Absolute Roller-coaster: The Ryan Lee Gallery and Chelsea Gallery Hopping

Absolute Roller-coaster: The Ryan Lee Gallery and Chelsea Gallery Hopping

I imagine it is generally accepted notion that the majority of a work’s ‘value’ is gauged on how it evokes a reaction in the viewer. I take great pleasure in feeling a particular way when I view a work, whether that feeling is based in joy, shock, or a little mix of everything. But I’ve decided that this week’s trip into New York has made me emotionally react more than I ever have before.

And there was no continuity in the reactions. My state of mind darted from entertainment, to existential horror, to relaxation and then fear. I felt mentally exhausted by the time we all boarded the train to head back home. That being said, I very much enjoyed this outing, despite feeling so tired by the end of it.

Before any of the real chaos set in, we began our day by meeting with Jeremy Lee, director of the Ryan Lee Gallery. He received us in the front room of the gallery, which doubled as both lobby and exhibition space. Prior to our one-on-one interview with Jeremy, he took us around the front-room and talked us through the current May Stevens exhibit, ‘Rosa Luxemborg.” I found myself smitten with Stevens’ work almost immediately. There was something about how her compositions that recreated archival photographs and newspapers, could be so poignant. I found the way she made this spiritual communion with the historical figure of Luxemborg, by designating her a ‘spirit mother,’ absolutely fascinating. Stevens’ loose facture that still manages to produce an image so distinctly photorealistic was absolutely amazing to witness.

The interview with Jeremy was great. From the moment that the discussion started, one could tell that Jeremy was enthusiastically involved.
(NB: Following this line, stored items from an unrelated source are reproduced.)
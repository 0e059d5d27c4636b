use actix_cors::Cors;
use actix_web::{middleware::Logger, web, App, HttpResponse, HttpServer};
use chrono::Utc;
use image_store::{ImageStore, S3ImageStore};
use moments_service::db::{self, PgPostRepository, PgUserRepository, PostRepository, UserRepository};
use moments_service::handlers::{self, AppState};
use moments_service::services::{LoveService, PostService};
use serde::Serialize;
use std::collections::HashMap;
use std::io;
use std::sync::Arc;
use std::time::Instant;
use tracing_subscriber::{layer::SubscriberExt, util::SubscriberInitExt};

struct HealthState {
    db_pool: sqlx::Pool<sqlx::Postgres>,
    image_store: Arc<S3ImageStore>,
}

#[derive(Serialize, Clone)]
#[serde(rename_all = "lowercase")]
enum ComponentStatus {
    Healthy,
    Degraded,
    Unhealthy,
}

#[derive(Serialize)]
struct ComponentCheck {
    status: ComponentStatus,
    message: String,
    #[serde(skip_serializing_if = "Option::is_none")]
    latency_ms: Option<u64>,
}

#[derive(Serialize)]
struct ReadinessResponse {
    ready: bool,
    status: ComponentStatus,
    checks: HashMap<String, ComponentCheck>,
    timestamp: String,
}

impl HealthState {
    async fn check_postgres(&self) -> Result<(), sqlx::Error> {
        sqlx::query("SELECT 1")
            .fetch_one(&self.db_pool)
            .await
            .map(|_| ())
    }

    async fn check_s3(&self) -> Result<(), String> {
        self.image_store
            .health_check()
            .await
            .map_err(|e| e.to_string())
    }
}

async fn health_summary(state: web::Data<HealthState>) -> HttpResponse {
    match state.check_postgres().await {
        Ok(_) => HttpResponse::Ok().json(serde_json::json!({
            "status": "ok",
            "service": "moments-service",
            "version": env!("CARGO_PKG_VERSION")
        })),
        Err(e) => HttpResponse::ServiceUnavailable().json(serde_json::json!({
            "status": "unhealthy",
            "error": format!("PostgreSQL connection failed: {}", e),
            "service": "moments-service"
        })),
    }
}

async fn readiness_summary(state: web::Data<HealthState>) -> HttpResponse {
    let mut checks = HashMap::new();
    let mut ready = true;

    let start = Instant::now();
    let pg_result = state.check_postgres().await;
    let pg_latency = Some(start.elapsed().as_millis() as u64);
    let postgres_check = match pg_result {
        Ok(_) => ComponentCheck {
            status: ComponentStatus::Healthy,
            message: "PostgreSQL connection successful".to_string(),
            latency_ms: pg_latency,
        },
        Err(e) => {
            ready = false;
            ComponentCheck {
                status: ComponentStatus::Unhealthy,
                message: format!("PostgreSQL connection failed: {}", e),
                latency_ms: pg_latency,
            }
        }
    };
    checks.insert("postgresql".to_string(), postgres_check);

    // S3 failures only degrade readiness
    let start = Instant::now();
    let s3_result = state.check_s3().await;
    let s3_latency = Some(start.elapsed().as_millis() as u64);
    let s3_check = match s3_result {
        Ok(_) => ComponentCheck {
            status: ComponentStatus::Healthy,
            message: "S3 bucket reachable".to_string(),
            latency_ms: s3_latency,
        },
        Err(e) => ComponentCheck {
            status: ComponentStatus::Degraded,
            message: format!("S3 health check failed: {}", e),
            latency_ms: s3_latency,
        },
    };
    let degraded = matches!(s3_check.status, ComponentStatus::Degraded);
    checks.insert("s3".to_string(), s3_check);

    let status = if !ready {
        ComponentStatus::Unhealthy
    } else if degraded {
        ComponentStatus::Degraded
    } else {
        ComponentStatus::Healthy
    };

    let response = ReadinessResponse {
        ready,
        status,
        checks,
        timestamp: Utc::now().to_rfc3339(),
    };

    if ready {
        HttpResponse::Ok().json(response)
    } else {
        HttpResponse::ServiceUnavailable().json(response)
    }
}

async fn liveness_check() -> HttpResponse {
    HttpResponse::Ok().json(serde_json::json!({"alive": true}))
}

async fn shutdown_signal() {
    #[cfg(unix)]
    {
        use tokio::signal::unix::{signal, SignalKind};

        match signal(SignalKind::terminate()) {
            Ok(mut terminate) => {
                tokio::select! {
                    _ = tokio::signal::ctrl_c() => {},
                    _ = terminate.recv() => {},
                }
            }
            Err(e) => {
                tracing::warn!("Failed to install SIGTERM handler: {}", e);
                let _ = tokio::signal::ctrl_c().await;
            }
        }
    }

    #[cfg(not(unix))]
    {
        if let Err(e) = tokio::signal::ctrl_c().await {
            tracing::warn!("Failed to install Ctrl+C handler: {}", e);
        }
    }
}

/// Moments Service
///
/// Family photo posts: create with up to four images, edit per slot, soft
/// delete, paged family feeds and loves.
///
/// # Routes
///
/// - `/api/v1/posts/*` - Create, read, edit, delete posts
/// - `/api/v1/posts/{post_id}/loves` - Love / unlove
/// - `/api/v1/health*` - Health, readiness, liveness
/// - `/metrics` - Prometheus
///
/// The gateway authenticates callers and forwards the user id in `x-user-id`.
#[actix_web::main]
async fn main() -> io::Result<()> {
    // Support container healthchecks via CLI subcommand: `healthcheck-http` or `healthcheck`
    {
        let mut args = std::env::args();
        let _bin = args.next();
        if let Some(cmd) = args.next() {
            if cmd == "healthcheck" || cmd == "healthcheck-http" {
                let port = std::env::var("MOMENTS_SERVICE_PORT").unwrap_or_else(|_| "8080".into());
                let url = format!("http://127.0.0.1:{}/api/v1/health", port);
                match reqwest::Client::new().get(&url).send().await {
                    Ok(resp) if resp.status().is_success() => return Ok(()),
                    Ok(resp) => {
                        eprintln!("healthcheck HTTP status: {}", resp.status());
                        return Err(io::Error::new(io::ErrorKind::Other, "healthcheck failed"));
                    }
                    Err(e) => {
                        eprintln!("healthcheck HTTP error: {}", e);
                        return Err(io::Error::new(io::ErrorKind::Other, "healthcheck error"));
                    }
                }
            }
        }
    }

    dotenvy::dotenv().ok();

    // Initialize tracing
    tracing_subscriber::registry()
        .with(
            tracing_subscriber::EnvFilter::try_from_default_env()
                .unwrap_or_else(|_| "info,actix_web=info,sqlx=warn".into()),
        )
        .with(tracing_subscriber::fmt::layer())
        .init();

    // Load configuration
    let config = match moments_service::Config::from_env() {
        Ok(cfg) => cfg,
        Err(e) => {
            tracing::error!("Configuration loading failed: {}", e);
            eprintln!("ERROR: Failed to load configuration: {}", e);
            std::process::exit(1);
        }
    };

    tracing::info!("Starting moments-service v{}", env!("CARGO_PKG_VERSION"));
    tracing::info!("Environment: {}", config.app.env);
    tracing::debug!(database = ?config.database, "Database configuration");

    let db_pool = match db::create_pool(&config.database).await {
        Ok(pool) => pool,
        Err(e) => {
            tracing::error!("Database pool creation failed: {:#}", e);
            eprintln!("ERROR: Failed to create database pool: {}", e);
            std::process::exit(1);
        }
    };

    db::migrate(&db_pool).await.map_err(|e| {
        io::Error::new(
            io::ErrorKind::Other,
            format!("Failed to run database migrations: {e}"),
        )
    })?;

    let image_store = Arc::new(S3ImageStore::new(config.s3.clone()).await);
    match image_store.health_check().await {
        Ok(()) => tracing::info!(bucket = %config.s3.bucket, "S3 bucket reachable"),
        Err(e) => tracing::warn!(
            bucket = %config.s3.bucket,
            "S3 health check failed, uploads will fail until it recovers: {}",
            e
        ),
    }

    let post_repo: Arc<dyn PostRepository> = Arc::new(PgPostRepository::new(db_pool.clone()));
    let user_repo: Arc<dyn UserRepository> = Arc::new(PgUserRepository::new(db_pool.clone()));
    let images: Arc<dyn ImageStore> = image_store.clone();

    let app_state = web::Data::new(AppState {
        posts: Arc::new(PostService::new(post_repo.clone(), images)),
        loves: Arc::new(LoveService::new(post_repo)),
        users: user_repo,
        max_image_bytes: config.s3.max_image_bytes,
    });

    let health_state = web::Data::new(HealthState {
        db_pool: db_pool.clone(),
        image_store,
    });

    let http_bind_address = config.app.bind_address();
    tracing::info!("Starting HTTP server at {}", http_bind_address);

    let cors_config = config.cors.clone();
    let server = HttpServer::new(move || {
        let mut cors = Cors::default();
        for origin in cors_config.allowed_origins.split(',') {
            let origin = origin.trim();
            if origin.is_empty() {
                continue;
            }
            if origin == "*" {
                cors = cors.allow_any_origin();
            } else {
                cors = cors.allowed_origin(origin);
            }
        }
        cors = cors.allow_any_method().allow_any_header().max_age(3600);

        App::new()
            .app_data(app_state.clone())
            .app_data(health_state.clone())
            .wrap(cors)
            .wrap(Logger::default())
            .wrap(tracing_actix_web::TracingLogger::default())
            .route(
                "/metrics",
                web::get().to(moments_service::metrics::serve_metrics),
            )
            // Health check endpoints
            .route("/api/v1/health", web::get().to(health_summary))
            .route("/api/v1/health/ready", web::get().to(readiness_summary))
            .route("/api/v1/health/live", web::get().to(liveness_check))
            .service(web::scope("/api/v1").configure(handlers::configure_routes))
    })
    .bind(&http_bind_address)?
    .workers(4)
    .run();

    let server_handle = server.handle();
    let server_task = tokio::spawn(server);

    let shutdown = shutdown_signal();
    tokio::pin!(shutdown);

    let result = tokio::select! {
        joined = server_task => match joined {
            Ok(result) => result,
            Err(e) => Err(io::Error::new(io::ErrorKind::Other, e.to_string())),
        },
        _ = &mut shutdown => {
            tracing::info!("Shutdown signal received");
            server_handle.stop(true).await;
            Ok(())
        }
    };

    db_pool.close().await;
    tracing::info!("Moments-service shutting down");

    result
}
He was so versed in his craft and in art as a whole, and his knowledge was infused with a refreshing sense of social and political awareness. He spoke with us about the gallery’s intention to create “generational dialogues,” and dialogues around gender, sexuality, race, and many others. Hearing Jeremy speak more than affirmed the Ryan Lee Gallery’s outspoken mission to possess a very global outlook. He also commented that he felt the RL gallery’s desire and efforts to adapt to generational differences are what has protected the gallery from the recent extinction of midsize galleries.
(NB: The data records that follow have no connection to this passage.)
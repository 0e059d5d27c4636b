/// Business logic layer for moments-service
///
/// - Post service: create, edit, soft delete, family pages, single post reads
/// - Love service: love / unlove, which also refresh the post's love count
pub mod loves;
pub mod posts;

pub use loves::LoveService;
pub use posts::{PostService, PAGE_SIZE};
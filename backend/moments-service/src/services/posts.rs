/// Post service - family post creation, authorized edits and soft deletes, paging
use crate::db::{PostRepository, PostTransaction};
use crate::error::{AppError, Result};
use crate::metrics::{record_operation, IMAGE_UPLOAD_DURATION_SECONDS};
use crate::models::{
    CreatePostRequest, EditPostRequest, ImageSlots, NewPost, Post, PostView, User, MAX_IMAGES,
};
use image_store::{ImagePayload, ImageStore};
use std::sync::Arc;
use tracing::{debug, info, warn};

/// Posts per family page
pub const PAGE_SIZE: i64 = 10;

pub struct PostService {
    repo: Arc<dyn PostRepository>,
    images: Arc<dyn ImageStore>,
}

impl PostService {
    pub fn new(repo: Arc<dyn PostRepository>, images: Arc<dyn ImageStore>) -> Self {
        Self { repo, images }
    }

    /// Upload the images and store a new post written by `user`
    pub async fn create_post(&self, user: &User, req: CreatePostRequest) -> Result<PostView> {
        let result = self.create_post_inner(user, req).await;
        record_operation("create_post", &result);
        result
    }

    /// Apply a partial update. Only the writer may edit.
    pub async fn edit_post(
        &self,
        user: &User,
        post_id: i64,
        req: EditPostRequest,
    ) -> Result<PostView> {
        let result = self.edit_post_inner(user, post_id, req).await;
        record_operation("edit_post", &result);
        result
    }

    /// Soft delete. Only the writer may delete.
    pub async fn delete_post(&self, user: &User, post_id: i64) -> Result<()> {
        let result = self.delete_post_inner(user, post_id).await;
        record_operation("delete_post", &result);
        result
    }

    /// One page of a family's posts, newest first. Without a cursor the
    /// latest page is returned; with one, only posts older than it.
    pub async fn list_posts(
        &self,
        user_id: i64,
        family_id: i64,
        before_post_id: Option<i64>,
    ) -> Result<Vec<PostView>> {
        let result = self.list_posts_inner(user_id, family_id, before_post_id).await;
        record_operation("list_posts", &result);
        result
    }

    /// Refresh the love aggregate, then read the hydrated post
    pub async fn get_single_post(&self, user_id: i64, post_id: i64) -> Result<PostView> {
        let result = self.get_single_post_inner(user_id, post_id).await;
        record_operation("get_single_post", &result);
        result
    }

    async fn create_post_inner(&self, user: &User, req: CreatePostRequest) -> Result<PostView> {
        let CreatePostRequest {
            family_id,
            content,
            mut images,
        } = req;

        if images.len() > MAX_IMAGES {
            debug!(
                user_id = user.user_id,
                dropped = images.len() - MAX_IMAGES,
                "ignoring images beyond the last slot"
            );
            images.truncate(MAX_IMAGES);
        }

        let urls = if images.is_empty() {
            Vec::new()
        } else {
            self.upload_many(images).await?
        };

        let new_post = NewPost {
            writer_id: user.user_id,
            family_id,
            content,
            images: ImageSlots::from_urls(urls),
        };

        let mut tx = self.repo.begin().await?;
        let post = tx.insert(new_post).await?;
        tx.commit().await?;

        info!(
            post_id = post.post_id,
            user_id = user.user_id,
            family_id,
            images = post.images.filled(),
            "post created"
        );

        Ok(PostView::freshly_created(&post, user))
    }

    async fn edit_post_inner(
        &self,
        user: &User,
        post_id: i64,
        req: EditPostRequest,
    ) -> Result<PostView> {
        // Refuse before uploading anything. No row lock is held while uploading.
        {
            let mut check = self.repo.begin().await?;
            find_owned_post(check.as_mut(), user.user_id, post_id).await?;
        }

        let mut uploaded = Vec::new();
        for (slot, image) in req.images.into_iter().enumerate() {
            if slot >= MAX_IMAGES {
                debug!(post_id, "ignoring image slots beyond the last slot");
                break;
            }
            let Some(image) = image else {
                continue;
            };

            uploaded.push((slot, self.upload_one(image).await?));
        }

        let mut tx = self.repo.begin().await?;
        // The post may have been deleted while the images were uploading
        find_owned_post(tx.as_mut(), user.user_id, post_id).await?;

        let mut view = load_single_view(tx.as_mut(), user.user_id, post_id).await?;

        if let Some(content) = req.content {
            tx.update_content(post_id, &content).await?;
            view.content = content;
        }

        for (slot, url) in uploaded {
            tx.update_image(post_id, slot, &url).await?;
            view.imgs.set(slot, url);
        }

        tx.commit().await?;

        info!(post_id, user_id = user.user_id, "post edited");
        Ok(view)
    }

    async fn delete_post_inner(&self, user: &User, post_id: i64) -> Result<()> {
        let mut tx = self.repo.begin().await?;
        find_owned_post(tx.as_mut(), user.user_id, post_id).await?;
        tx.set_inactive(post_id).await?;
        tx.commit().await?;

        info!(post_id, user_id = user.user_id, "post deleted");
        Ok(())
    }

    async fn list_posts_inner(
        &self,
        user_id: i64,
        family_id: i64,
        before_post_id: Option<i64>,
    ) -> Result<Vec<PostView>> {
        let page = match before_post_id {
            None => {
                self.repo
                    .find_page_by_family(family_id, user_id, PAGE_SIZE)
                    .await?
            }
            Some(before) => {
                self.repo
                    .find_page_by_family_before(family_id, user_id, before, PAGE_SIZE)
                    .await?
            }
        };

        if page.is_empty() {
            debug!(family_id, ?before_post_id, "family page is empty");
            return Err(AppError::EmptyPage);
        }

        Ok(page)
    }

    async fn get_single_post_inner(&self, user_id: i64, post_id: i64) -> Result<PostView> {
        let mut tx = self.repo.begin().await?;
        let view = load_single_view(tx.as_mut(), user_id, post_id).await;
        // The refresh is kept even when the post turns out to be missing
        tx.commit().await?;
        view
    }

    async fn upload_many(&self, images: Vec<ImagePayload>) -> Result<Vec<String>> {
        let expected = images.len();
        let timer = IMAGE_UPLOAD_DURATION_SECONDS
            .with_label_values(&["many"])
            .start_timer();
        let result = self.images.upload_many(images).await;
        timer.observe_duration();

        let urls = result?;
        if urls.len() != expected {
            return Err(AppError::UploadFailed(format!(
                "image store returned {} urls for {} images",
                urls.len(),
                expected
            )));
        }
        Ok(urls)
    }

    async fn upload_one(&self, image: ImagePayload) -> Result<String> {
        let timer = IMAGE_UPLOAD_DURATION_SECONDS
            .with_label_values(&["one"])
            .start_timer();
        let result = self.images.upload_one(image).await;
        timer.observe_duration();

        Ok(result?)
    }
}

/// Missing and INACTIVE posts both yield `PostNotFound`
pub(crate) async fn find_active_post(tx: &mut dyn PostTransaction, post_id: i64) -> Result<Post> {
    match tx.find_by_id(post_id).await? {
        Some(post) if post.is_active() => Ok(post),
        _ => {
            warn!(post_id, "post missing or inactive");
            Err(AppError::PostNotFound)
        }
    }
}

async fn find_owned_post(tx: &mut dyn PostTransaction, user_id: i64, post_id: i64) -> Result<Post> {
    let post = find_active_post(tx, post_id).await?;

    if !post.is_written_by(user_id) {
        warn!(post_id, user_id, writer_id = post.writer_id, "post modification refused");
        return Err(AppError::Forbidden);
    }

    Ok(post)
}

async fn load_single_view(
    tx: &mut dyn PostTransaction,
    user_id: i64,
    post_id: i64,
) -> Result<PostView> {
    tx.refresh_love_count(post_id).await?;
    tx.find_single_view(user_id, post_id)
        .await?
        .ok_or(AppError::PostNotFoundInvalidId)
}
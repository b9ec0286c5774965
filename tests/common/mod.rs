#![allow(dead_code)]

use rand::rngs::StdRng;
use rand::Rng;

use tracklink::constants::{ObsIndex, MJD};
use tracklink::observations::{Observation, ObservationStore};
use tracklink::rdt_tree::MovingPointQuery;
use tracklink::tracks::Track;

pub fn init_logger() {
    let _ = env_logger::builder().is_test(true).try_init();
}

/// Uniform random detections over a sky patch and a time range.
pub fn random_field(
    store: &mut ObservationStore,
    rng: &mut StdRng,
    n: usize,
    ra: (f64, f64),
    dec: (f64, f64),
    time: (MJD, MJD),
    prefix: &str,
) -> Vec<ObsIndex> {
    (0..n)
        .map(|k| {
            store.push(Observation::new(
                &format!("{prefix}{k}"),
                rng.random_range(time.0..time.1),
                rng.random_range(ra.0..ra.1),
                rng.random_range(dec.0..dec.1),
                rng.random_range(18.0..22.0),
            ))
        })
        .collect()
}

/// Constant-acceleration path, RA in hours and DEC in degrees.
#[derive(Debug, Clone, Copy)]
pub struct SyntheticPath {
    pub t0: MJD,
    pub ra0: f64,
    pub vra: f64,
    pub ara: f64,
    pub dec0: f64,
    pub vdec: f64,
    pub adec: f64,
}

impl SyntheticPath {
    pub fn at(&self, t: MJD) -> (f64, f64) {
        let dt = t - self.t0;
        (
            self.ra0 + self.vra * dt + 0.5 * self.ara * dt * dt,
            self.dec0 + self.vdec * dt + 0.5 * self.adec * dt * dt,
        )
    }

    /// Sample the path at every `night + offset` epoch, one tracklet per night.
    ///
    /// Returns the store indices grouped by night.
    pub fn sample(
        &self,
        store: &mut ObservationStore,
        nights: &[f64],
        offsets: &[f64],
        prefix: &str,
    ) -> Vec<Vec<ObsIndex>> {
        self.sample_with(store, nights, offsets, prefix, |_| (0.0, 0.0))
    }

    /// Like [`SyntheticPath::sample`], with Gaussian astrometric errors of `sigma` degrees
    /// on the sky along each axis.
    pub fn sample_noisy(
        &self,
        store: &mut ObservationStore,
        rng: &mut StdRng,
        sigma: f64,
        nights: &[f64],
        offsets: &[f64],
        prefix: &str,
    ) -> Vec<Vec<ObsIndex>> {
        self.sample_with(store, nights, offsets, prefix, |dec| {
            let cos_dec = dec.to_radians().cos();
            (
                sigma * gaussian(rng) / cos_dec / 15.0,
                sigma * gaussian(rng),
            )
        })
    }

    fn sample_with(
        &self,
        store: &mut ObservationStore,
        nights: &[f64],
        offsets: &[f64],
        prefix: &str,
        mut error: impl FnMut(f64) -> (f64, f64),
    ) -> Vec<Vec<ObsIndex>> {
        nights
            .iter()
            .enumerate()
            .map(|(n, &night)| {
                offsets
                    .iter()
                    .enumerate()
                    .map(|(k, &off)| {
                        let t = self.t0 + night + off;
                        let (ra, dec) = self.at(t);
                        let (dra, ddec) = error(dec);
                        let name = format!("{prefix}{n}{k}");
                        store.push(Observation::new(&name, t, ra + dra, dec + ddec, 20.0))
                    })
                    .collect()
            })
            .collect()
    }
}

/// Standard normal deviate (Box-Muller).
pub fn gaussian(rng: &mut StdRng) -> f64 {
    let u1: f64 = rng.random_range(f64::EPSILON..1.0);
    let u2: f64 = rng.random();
    (-2.0 * u1.ln()).sqrt() * (std::f64::consts::TAU * u2).cos()
}

/// Exhaustive moving-point query over `subset`.
pub fn brute_force_query(
    store: &ObservationStore,
    subset: &[ObsIndex],
    anchor: &Observation,
    query: &MovingPointQuery,
) -> Vec<ObsIndex> {
    let mut out: Vec<ObsIndex> = subset
        .iter()
        .copied()
        .filter(|&i| query.matches(anchor, store.obs(i)))
        .collect();
    out.sort_unstable();
    out
}

pub fn sorted(track: &Track) -> Vec<ObsIndex> {
    track.sorted_indices().to_vec()
}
“We now have an articulated language in the modern day to discuss what was once an “other.” It is a learning process.” – Jeremy Lee

Jeremy also gave us generous advice for . He prefaced the advice with the phrase “Passion is precision,” which I haven’t been able to forget. He then claimed that this was true regardless of whether one was going into the art, curatorial, or editorial field. Stressing the importance of work experience and allowing oneself to listen to the zeitgeist of the age, Jeremy seemed like an occupational sage. He even asked us questions! Meeting with Jeremy kicked the day off positively, and I feel that we left the RL Gallery in high spirits.

The airy feelings were not to last long however. This isn’t to say that the next exhibition we saw was awful, or unimpactful. It was just a lot at once. Christian Marclay’s 48 War Movies and Screams is a tour-de-force that screamed in my face the moment I walked in the door. The halls of the Paula Goodman first floor gallery, where Marclay’s work is stationed, are lined with several large prints of animated characters frozen in a perpetual scream. These characters, who seemed to have been borrowed from Japanese manga books, haunt the viewer with expressions of pure anguish and terror. Several of the prints vibrate with offset outlines and distorted backgrounds of aggressive colors, as displayed in “Scream (Eye Popping)” (2017). There is no context to the images, yet the faint sound of commotion in the distance gives a slight indication of what the images might be screaming at.

The gallery culminated in a video-installation, which was very much worth the screams. “48 War Movies” consists of a theater space with a gigantic screen, that displays forty-eight war films grafted on top of each other. And it is as abrasive as it sounds. The view alone is terrifying. Shrapnel, explosions, smoke, and artillery assault the screen from every angle, in every section. The concentric rectangles on top of one another make it seem as though the screen is receding, creating this hallway of horrifying imagery. The audio is painful, as thousands of screams, the barrage of endless channels of gunfire, and explosions blare in one wall of horrific sound. Whereas the Scream prints made me uneasy, this installation terrified me. I felt as though I was thrown in the middle of a warzone, and the battle raged on. My chest felt tight, and the longer I sat there, my eyes unable to pull away from the screen, I felt like I was either going to vomit or cry. It’s truly a testament to Marclay’s skill, and ideas as an artist to prompt such a strong reaction in the viewer.

After finally leaving the Paula Goodman Gallery a bit shaken, we visited a selection of galleries including Mike Clouds’ “Tears in Abstraction.” The remainder of the trip consisted of coming down from the intensity of Marclay’s installation, and being comforted and alarmed once more by the various shows we saw. Nicholas Party’s show on pastels did well to help assuage my emotional state, and the Haas Brothers fairy tale exhibition of beaded marble creatures made me grin, so I cannot say the day ended on a bad note.